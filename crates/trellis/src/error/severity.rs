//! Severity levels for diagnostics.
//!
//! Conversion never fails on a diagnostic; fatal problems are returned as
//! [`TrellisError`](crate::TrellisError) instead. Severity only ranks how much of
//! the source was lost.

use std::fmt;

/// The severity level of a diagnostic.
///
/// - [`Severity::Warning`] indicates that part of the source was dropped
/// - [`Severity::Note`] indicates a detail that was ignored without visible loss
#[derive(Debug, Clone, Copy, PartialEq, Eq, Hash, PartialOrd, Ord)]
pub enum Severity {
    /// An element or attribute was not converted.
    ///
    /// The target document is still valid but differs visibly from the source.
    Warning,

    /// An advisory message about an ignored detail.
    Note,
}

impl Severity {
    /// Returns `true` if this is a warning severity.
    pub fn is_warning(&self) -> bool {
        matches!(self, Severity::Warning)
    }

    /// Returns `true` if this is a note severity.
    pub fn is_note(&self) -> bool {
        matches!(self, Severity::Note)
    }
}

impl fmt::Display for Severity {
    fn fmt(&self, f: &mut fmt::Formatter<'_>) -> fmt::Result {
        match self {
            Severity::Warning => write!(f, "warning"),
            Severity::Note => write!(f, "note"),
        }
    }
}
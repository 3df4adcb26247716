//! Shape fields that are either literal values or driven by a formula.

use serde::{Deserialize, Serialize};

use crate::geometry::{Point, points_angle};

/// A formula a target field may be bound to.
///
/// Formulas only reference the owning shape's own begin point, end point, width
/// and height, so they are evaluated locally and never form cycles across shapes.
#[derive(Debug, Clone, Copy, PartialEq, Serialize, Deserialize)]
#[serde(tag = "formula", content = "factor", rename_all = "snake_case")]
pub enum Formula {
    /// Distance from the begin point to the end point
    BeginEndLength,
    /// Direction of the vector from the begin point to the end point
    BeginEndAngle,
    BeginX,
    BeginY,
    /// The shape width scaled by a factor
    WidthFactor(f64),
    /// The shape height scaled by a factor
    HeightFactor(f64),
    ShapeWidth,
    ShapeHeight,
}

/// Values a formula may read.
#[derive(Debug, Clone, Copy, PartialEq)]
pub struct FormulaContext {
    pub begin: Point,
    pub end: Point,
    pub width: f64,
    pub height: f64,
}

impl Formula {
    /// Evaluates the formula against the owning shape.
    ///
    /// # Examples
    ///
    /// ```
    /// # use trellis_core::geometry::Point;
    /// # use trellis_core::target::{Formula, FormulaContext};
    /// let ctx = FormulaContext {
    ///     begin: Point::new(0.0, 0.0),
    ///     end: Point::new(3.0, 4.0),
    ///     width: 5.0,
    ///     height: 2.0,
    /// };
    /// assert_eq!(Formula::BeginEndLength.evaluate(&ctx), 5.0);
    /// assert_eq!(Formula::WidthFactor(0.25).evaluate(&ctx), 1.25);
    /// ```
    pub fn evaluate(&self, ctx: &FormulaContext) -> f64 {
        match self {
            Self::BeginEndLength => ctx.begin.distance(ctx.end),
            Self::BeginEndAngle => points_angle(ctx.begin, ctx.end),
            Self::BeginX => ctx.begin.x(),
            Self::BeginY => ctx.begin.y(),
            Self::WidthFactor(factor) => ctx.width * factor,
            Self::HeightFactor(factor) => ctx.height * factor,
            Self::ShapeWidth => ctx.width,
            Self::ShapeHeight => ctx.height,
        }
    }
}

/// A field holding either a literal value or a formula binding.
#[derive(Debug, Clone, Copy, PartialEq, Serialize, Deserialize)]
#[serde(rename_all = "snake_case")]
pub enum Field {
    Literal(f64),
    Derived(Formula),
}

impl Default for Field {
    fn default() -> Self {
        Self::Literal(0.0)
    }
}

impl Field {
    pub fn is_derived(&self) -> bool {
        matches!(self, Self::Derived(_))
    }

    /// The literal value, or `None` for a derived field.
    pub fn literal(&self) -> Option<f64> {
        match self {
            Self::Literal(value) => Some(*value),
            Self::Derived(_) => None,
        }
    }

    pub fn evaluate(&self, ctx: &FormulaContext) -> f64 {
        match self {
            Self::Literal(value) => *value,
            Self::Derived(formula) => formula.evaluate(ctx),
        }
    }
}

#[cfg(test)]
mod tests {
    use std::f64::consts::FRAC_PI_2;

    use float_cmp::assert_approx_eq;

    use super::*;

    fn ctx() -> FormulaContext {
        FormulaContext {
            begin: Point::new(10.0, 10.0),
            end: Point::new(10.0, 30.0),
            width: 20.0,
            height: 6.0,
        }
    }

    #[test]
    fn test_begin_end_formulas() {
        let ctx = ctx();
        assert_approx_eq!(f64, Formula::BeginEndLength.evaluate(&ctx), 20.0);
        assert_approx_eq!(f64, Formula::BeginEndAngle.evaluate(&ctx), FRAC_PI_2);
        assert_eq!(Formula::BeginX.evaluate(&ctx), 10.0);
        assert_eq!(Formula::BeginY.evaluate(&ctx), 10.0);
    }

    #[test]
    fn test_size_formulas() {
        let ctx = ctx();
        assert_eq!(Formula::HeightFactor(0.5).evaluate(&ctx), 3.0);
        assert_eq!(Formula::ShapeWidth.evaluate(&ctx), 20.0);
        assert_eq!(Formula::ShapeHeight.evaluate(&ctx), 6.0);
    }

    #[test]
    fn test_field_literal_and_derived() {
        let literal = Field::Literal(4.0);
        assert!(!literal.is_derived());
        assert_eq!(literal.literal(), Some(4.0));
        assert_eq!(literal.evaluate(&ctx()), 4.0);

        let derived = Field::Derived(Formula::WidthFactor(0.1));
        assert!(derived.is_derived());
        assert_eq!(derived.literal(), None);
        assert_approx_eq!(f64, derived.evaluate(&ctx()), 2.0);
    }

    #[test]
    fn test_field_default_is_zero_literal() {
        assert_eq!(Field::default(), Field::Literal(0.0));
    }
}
****************
§ REQUIRED ACTION
Your task is to copy each line from the material above that includes the word "only".

§ EXERCISE OUTPUT
//! [`TrellisError`](crate::TrellisError) instead. Severity only ranks how much of
/// Formulas only reference the owning shape's own begin point, end point, width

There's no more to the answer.